• SUPPLIED RECORDS:
..............................

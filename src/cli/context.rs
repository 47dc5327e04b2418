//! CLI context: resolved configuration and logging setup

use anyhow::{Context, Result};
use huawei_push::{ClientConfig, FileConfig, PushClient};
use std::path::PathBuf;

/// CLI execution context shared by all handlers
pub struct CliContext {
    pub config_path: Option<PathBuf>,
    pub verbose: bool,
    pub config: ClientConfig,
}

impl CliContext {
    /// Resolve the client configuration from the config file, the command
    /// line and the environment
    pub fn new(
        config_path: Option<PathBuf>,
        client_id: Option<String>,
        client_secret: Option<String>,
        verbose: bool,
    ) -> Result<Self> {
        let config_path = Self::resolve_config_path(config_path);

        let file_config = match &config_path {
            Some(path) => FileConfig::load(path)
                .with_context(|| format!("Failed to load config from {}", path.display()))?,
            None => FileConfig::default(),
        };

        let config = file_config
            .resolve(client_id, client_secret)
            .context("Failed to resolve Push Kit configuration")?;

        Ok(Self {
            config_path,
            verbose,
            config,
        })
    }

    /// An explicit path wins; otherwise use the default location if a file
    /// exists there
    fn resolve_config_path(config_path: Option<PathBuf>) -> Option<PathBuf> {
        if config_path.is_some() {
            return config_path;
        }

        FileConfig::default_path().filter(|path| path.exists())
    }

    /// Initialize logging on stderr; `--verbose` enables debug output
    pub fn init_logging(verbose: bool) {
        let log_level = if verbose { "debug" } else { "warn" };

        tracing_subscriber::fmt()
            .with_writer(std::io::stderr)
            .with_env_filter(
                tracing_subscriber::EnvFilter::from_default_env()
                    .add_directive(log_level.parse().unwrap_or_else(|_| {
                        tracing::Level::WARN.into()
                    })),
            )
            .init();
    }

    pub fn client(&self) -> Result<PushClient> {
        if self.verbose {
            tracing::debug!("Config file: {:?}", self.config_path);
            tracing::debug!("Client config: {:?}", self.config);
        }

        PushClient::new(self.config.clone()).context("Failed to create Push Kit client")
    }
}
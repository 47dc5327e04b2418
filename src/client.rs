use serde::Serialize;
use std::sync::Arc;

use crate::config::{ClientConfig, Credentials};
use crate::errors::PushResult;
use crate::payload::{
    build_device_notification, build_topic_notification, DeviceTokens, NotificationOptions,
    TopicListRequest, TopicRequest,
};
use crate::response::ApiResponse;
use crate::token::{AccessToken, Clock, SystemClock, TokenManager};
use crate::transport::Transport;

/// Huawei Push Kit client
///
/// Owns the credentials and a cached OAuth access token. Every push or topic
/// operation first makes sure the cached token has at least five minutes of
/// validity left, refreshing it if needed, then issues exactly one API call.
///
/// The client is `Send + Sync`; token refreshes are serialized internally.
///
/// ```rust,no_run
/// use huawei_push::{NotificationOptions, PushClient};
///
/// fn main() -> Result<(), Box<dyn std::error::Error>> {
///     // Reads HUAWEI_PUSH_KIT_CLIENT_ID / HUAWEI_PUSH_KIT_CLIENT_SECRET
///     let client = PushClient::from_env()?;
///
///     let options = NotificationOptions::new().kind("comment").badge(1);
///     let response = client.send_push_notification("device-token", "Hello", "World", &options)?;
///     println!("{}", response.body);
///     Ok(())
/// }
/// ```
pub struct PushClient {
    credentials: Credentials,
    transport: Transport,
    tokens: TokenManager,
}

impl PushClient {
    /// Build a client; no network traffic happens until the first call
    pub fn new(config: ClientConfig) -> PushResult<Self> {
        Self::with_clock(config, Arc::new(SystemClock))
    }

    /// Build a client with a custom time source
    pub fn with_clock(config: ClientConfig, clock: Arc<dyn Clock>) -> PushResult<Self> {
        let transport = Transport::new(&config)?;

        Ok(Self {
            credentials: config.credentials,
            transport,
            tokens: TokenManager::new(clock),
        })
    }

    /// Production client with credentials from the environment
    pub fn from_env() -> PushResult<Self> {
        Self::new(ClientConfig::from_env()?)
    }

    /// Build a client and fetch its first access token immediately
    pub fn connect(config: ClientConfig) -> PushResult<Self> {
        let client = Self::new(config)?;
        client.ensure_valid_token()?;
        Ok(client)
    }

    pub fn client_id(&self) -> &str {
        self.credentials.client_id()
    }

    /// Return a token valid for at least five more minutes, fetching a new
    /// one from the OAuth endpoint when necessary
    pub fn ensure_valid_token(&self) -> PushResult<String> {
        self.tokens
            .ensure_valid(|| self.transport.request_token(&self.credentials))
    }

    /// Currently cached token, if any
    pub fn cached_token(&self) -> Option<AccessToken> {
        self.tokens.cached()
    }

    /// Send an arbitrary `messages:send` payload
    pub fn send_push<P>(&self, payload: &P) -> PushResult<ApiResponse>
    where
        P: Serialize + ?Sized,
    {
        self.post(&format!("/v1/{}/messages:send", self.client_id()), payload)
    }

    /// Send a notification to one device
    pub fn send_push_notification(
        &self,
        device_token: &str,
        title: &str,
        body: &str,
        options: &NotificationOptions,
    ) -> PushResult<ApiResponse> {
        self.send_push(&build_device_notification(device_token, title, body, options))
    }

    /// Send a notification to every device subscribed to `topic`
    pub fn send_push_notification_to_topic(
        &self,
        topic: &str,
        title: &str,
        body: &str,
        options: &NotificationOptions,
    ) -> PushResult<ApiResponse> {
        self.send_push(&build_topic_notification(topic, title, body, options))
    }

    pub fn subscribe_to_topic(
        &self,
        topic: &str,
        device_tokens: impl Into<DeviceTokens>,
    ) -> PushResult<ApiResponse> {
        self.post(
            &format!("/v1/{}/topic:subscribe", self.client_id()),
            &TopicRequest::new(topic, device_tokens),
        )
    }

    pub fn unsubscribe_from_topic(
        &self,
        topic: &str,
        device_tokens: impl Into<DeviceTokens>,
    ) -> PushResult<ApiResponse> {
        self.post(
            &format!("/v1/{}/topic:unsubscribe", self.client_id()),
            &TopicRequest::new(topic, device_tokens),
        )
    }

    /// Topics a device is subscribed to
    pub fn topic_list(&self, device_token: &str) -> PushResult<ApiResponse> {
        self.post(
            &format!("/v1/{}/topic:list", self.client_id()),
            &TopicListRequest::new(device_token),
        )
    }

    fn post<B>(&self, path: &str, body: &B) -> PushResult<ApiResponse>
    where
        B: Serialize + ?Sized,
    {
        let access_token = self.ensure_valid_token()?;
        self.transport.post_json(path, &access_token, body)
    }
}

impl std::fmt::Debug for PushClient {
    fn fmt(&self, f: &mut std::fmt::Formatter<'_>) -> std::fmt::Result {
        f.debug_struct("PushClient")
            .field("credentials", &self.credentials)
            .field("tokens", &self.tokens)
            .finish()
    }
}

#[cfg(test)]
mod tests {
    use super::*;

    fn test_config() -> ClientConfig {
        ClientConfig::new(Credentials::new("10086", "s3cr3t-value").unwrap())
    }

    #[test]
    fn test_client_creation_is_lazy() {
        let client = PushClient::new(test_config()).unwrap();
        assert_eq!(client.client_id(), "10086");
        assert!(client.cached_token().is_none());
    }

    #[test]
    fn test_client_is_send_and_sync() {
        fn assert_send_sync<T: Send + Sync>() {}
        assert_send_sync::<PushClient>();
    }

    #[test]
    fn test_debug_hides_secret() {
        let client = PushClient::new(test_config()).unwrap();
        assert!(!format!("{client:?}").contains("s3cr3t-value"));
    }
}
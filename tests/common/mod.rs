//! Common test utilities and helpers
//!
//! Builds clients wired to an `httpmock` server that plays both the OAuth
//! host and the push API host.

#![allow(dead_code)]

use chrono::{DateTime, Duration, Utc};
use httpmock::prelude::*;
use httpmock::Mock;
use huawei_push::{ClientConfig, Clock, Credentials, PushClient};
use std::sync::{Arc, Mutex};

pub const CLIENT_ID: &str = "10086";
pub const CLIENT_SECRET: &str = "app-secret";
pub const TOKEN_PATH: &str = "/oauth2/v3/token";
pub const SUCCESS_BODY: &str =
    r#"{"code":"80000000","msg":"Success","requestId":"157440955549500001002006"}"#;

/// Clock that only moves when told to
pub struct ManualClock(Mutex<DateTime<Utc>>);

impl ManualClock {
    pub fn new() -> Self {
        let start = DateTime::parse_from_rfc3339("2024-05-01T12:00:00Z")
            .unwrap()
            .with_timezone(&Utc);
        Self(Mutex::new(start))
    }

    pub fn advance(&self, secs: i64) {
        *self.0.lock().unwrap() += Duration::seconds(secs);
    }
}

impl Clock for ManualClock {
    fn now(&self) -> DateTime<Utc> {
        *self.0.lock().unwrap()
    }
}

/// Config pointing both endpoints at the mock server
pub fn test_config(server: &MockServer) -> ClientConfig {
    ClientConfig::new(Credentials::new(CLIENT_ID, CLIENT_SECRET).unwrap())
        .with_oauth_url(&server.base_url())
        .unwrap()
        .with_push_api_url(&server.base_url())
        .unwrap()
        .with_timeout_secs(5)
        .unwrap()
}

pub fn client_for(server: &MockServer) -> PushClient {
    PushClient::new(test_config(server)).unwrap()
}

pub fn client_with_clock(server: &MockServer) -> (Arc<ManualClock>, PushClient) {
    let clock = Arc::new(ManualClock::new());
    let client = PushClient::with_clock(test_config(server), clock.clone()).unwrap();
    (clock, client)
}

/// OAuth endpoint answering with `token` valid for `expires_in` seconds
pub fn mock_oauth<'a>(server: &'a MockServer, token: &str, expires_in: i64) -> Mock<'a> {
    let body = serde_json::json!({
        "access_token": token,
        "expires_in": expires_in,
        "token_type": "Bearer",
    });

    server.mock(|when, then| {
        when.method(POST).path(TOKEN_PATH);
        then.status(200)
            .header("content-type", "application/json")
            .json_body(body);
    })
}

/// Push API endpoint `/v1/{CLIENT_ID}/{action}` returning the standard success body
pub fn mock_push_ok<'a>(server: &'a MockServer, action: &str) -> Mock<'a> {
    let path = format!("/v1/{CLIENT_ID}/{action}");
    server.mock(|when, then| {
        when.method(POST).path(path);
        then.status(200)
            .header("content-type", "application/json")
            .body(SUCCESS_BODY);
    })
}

..............................

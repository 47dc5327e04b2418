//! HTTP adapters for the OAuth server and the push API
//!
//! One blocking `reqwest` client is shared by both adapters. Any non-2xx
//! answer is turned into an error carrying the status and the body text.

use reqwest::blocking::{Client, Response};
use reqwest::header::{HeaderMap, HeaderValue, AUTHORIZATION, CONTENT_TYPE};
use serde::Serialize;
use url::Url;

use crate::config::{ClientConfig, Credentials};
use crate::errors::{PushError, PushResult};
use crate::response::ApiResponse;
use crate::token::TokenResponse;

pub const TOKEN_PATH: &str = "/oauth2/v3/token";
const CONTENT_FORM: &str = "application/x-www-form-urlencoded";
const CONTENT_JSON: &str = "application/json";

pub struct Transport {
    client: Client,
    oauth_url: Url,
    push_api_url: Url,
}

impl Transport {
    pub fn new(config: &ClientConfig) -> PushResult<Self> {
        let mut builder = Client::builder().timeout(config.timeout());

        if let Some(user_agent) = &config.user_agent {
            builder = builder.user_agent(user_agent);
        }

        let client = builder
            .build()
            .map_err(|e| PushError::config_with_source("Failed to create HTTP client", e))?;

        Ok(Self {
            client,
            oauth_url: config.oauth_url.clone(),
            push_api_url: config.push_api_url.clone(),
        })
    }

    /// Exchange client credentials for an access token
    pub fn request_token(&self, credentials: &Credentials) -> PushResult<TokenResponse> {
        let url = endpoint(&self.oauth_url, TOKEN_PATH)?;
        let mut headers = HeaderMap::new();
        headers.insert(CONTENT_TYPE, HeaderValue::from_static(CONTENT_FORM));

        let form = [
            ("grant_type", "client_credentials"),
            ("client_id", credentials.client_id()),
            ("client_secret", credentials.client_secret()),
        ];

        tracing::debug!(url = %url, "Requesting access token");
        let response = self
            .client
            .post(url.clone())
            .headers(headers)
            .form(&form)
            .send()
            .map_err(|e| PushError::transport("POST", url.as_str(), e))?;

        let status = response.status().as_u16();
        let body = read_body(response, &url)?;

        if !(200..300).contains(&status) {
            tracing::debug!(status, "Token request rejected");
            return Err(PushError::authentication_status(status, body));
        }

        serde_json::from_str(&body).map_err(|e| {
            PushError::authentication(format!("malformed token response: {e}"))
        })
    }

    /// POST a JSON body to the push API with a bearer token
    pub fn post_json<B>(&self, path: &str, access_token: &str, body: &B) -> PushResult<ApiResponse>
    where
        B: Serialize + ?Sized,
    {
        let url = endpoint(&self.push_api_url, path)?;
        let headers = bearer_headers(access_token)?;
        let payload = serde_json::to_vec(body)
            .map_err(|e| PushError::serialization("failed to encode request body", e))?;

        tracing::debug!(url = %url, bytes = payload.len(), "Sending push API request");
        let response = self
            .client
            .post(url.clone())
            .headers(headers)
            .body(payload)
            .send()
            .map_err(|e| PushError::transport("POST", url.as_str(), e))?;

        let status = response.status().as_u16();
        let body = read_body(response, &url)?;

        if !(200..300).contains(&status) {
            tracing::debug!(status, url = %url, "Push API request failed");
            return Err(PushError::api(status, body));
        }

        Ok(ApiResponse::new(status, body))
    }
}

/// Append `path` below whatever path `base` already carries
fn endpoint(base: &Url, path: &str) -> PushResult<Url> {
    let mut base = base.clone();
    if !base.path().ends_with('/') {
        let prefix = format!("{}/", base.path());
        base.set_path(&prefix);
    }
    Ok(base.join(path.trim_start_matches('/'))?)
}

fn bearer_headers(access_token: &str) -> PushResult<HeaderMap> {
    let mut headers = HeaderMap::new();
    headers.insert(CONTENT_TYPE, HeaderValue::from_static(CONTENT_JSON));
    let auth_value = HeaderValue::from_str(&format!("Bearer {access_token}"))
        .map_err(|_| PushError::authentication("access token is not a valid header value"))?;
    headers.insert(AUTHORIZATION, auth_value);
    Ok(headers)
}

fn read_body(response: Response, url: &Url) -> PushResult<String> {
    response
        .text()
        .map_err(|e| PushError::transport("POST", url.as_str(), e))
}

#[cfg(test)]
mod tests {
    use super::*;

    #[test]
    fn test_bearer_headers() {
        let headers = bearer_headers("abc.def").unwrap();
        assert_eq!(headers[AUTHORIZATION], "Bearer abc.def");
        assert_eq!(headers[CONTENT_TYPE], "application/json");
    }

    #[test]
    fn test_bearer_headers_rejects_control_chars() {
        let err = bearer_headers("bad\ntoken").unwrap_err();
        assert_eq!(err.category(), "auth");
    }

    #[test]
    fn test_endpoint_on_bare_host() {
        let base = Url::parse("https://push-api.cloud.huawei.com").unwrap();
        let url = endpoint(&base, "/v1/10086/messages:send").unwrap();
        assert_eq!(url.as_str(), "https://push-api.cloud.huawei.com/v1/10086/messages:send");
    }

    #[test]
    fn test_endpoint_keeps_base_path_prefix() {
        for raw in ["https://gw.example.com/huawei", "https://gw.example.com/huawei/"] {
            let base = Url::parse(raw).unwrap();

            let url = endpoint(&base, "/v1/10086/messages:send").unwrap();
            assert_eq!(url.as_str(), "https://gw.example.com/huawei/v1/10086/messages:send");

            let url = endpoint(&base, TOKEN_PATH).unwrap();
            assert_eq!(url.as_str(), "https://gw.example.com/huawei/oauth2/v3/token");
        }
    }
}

..............................

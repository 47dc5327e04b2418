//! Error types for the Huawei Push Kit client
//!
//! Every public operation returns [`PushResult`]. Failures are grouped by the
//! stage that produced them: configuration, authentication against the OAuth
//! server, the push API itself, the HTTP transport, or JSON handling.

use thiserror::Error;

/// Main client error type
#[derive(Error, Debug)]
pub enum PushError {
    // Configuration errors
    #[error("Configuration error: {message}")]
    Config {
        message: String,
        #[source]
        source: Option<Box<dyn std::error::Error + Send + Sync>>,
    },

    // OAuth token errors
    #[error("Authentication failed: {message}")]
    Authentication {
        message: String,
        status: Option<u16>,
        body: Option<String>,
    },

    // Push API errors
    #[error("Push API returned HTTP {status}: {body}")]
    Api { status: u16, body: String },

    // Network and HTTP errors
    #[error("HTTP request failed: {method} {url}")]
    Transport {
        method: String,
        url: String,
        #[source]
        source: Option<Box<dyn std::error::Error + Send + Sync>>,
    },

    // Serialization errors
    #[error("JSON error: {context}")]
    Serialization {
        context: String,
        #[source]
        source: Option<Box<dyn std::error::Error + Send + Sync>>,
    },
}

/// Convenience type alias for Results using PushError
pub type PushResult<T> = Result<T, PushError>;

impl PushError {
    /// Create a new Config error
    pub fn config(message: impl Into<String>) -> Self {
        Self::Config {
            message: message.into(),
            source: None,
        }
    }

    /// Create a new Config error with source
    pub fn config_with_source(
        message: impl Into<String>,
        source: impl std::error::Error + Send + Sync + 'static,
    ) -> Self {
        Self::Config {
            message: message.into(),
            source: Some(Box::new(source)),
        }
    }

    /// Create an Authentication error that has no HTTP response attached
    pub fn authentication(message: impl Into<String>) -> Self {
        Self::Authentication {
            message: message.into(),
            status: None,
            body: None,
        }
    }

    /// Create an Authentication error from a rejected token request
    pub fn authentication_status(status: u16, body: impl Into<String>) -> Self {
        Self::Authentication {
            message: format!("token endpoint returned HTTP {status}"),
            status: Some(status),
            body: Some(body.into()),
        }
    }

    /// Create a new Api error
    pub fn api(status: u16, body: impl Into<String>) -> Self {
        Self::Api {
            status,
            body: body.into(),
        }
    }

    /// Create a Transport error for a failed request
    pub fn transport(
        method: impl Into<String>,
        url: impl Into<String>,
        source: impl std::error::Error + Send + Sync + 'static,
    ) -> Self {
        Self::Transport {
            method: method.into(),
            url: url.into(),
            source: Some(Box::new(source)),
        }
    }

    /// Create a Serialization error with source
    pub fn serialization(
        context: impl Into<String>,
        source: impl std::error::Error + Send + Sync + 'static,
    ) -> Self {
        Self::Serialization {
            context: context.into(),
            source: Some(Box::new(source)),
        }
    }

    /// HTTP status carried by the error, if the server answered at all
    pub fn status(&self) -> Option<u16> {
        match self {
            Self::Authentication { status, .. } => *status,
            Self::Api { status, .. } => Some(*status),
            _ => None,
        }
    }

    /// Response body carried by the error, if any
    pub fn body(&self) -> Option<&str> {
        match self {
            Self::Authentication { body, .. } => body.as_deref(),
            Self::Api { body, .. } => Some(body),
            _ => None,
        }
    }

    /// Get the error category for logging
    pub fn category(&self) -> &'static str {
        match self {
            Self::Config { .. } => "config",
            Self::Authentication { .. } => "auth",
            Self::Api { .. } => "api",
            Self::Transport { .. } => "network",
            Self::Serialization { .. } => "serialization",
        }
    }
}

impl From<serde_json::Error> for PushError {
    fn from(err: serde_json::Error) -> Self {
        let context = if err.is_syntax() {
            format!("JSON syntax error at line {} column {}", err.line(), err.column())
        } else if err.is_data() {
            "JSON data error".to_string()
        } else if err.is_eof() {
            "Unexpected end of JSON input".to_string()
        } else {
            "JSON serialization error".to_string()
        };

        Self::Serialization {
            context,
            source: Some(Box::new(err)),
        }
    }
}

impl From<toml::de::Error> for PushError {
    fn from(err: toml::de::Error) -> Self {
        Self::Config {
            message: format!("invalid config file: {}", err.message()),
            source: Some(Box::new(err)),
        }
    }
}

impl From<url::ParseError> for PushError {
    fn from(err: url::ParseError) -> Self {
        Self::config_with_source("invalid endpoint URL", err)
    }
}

..............................

• EXERCISE REQUIREMENTS:
Go through the data above and copy each line that holds the word "errors".

• TASK SOLUTION:
use crate::errors::PushResult;
use crate::errors::{PushError, PushResult};
    // Configuration errors
    // OAuth token errors
    // Push API errors
    // Network and HTTP errors
    // Serialization errors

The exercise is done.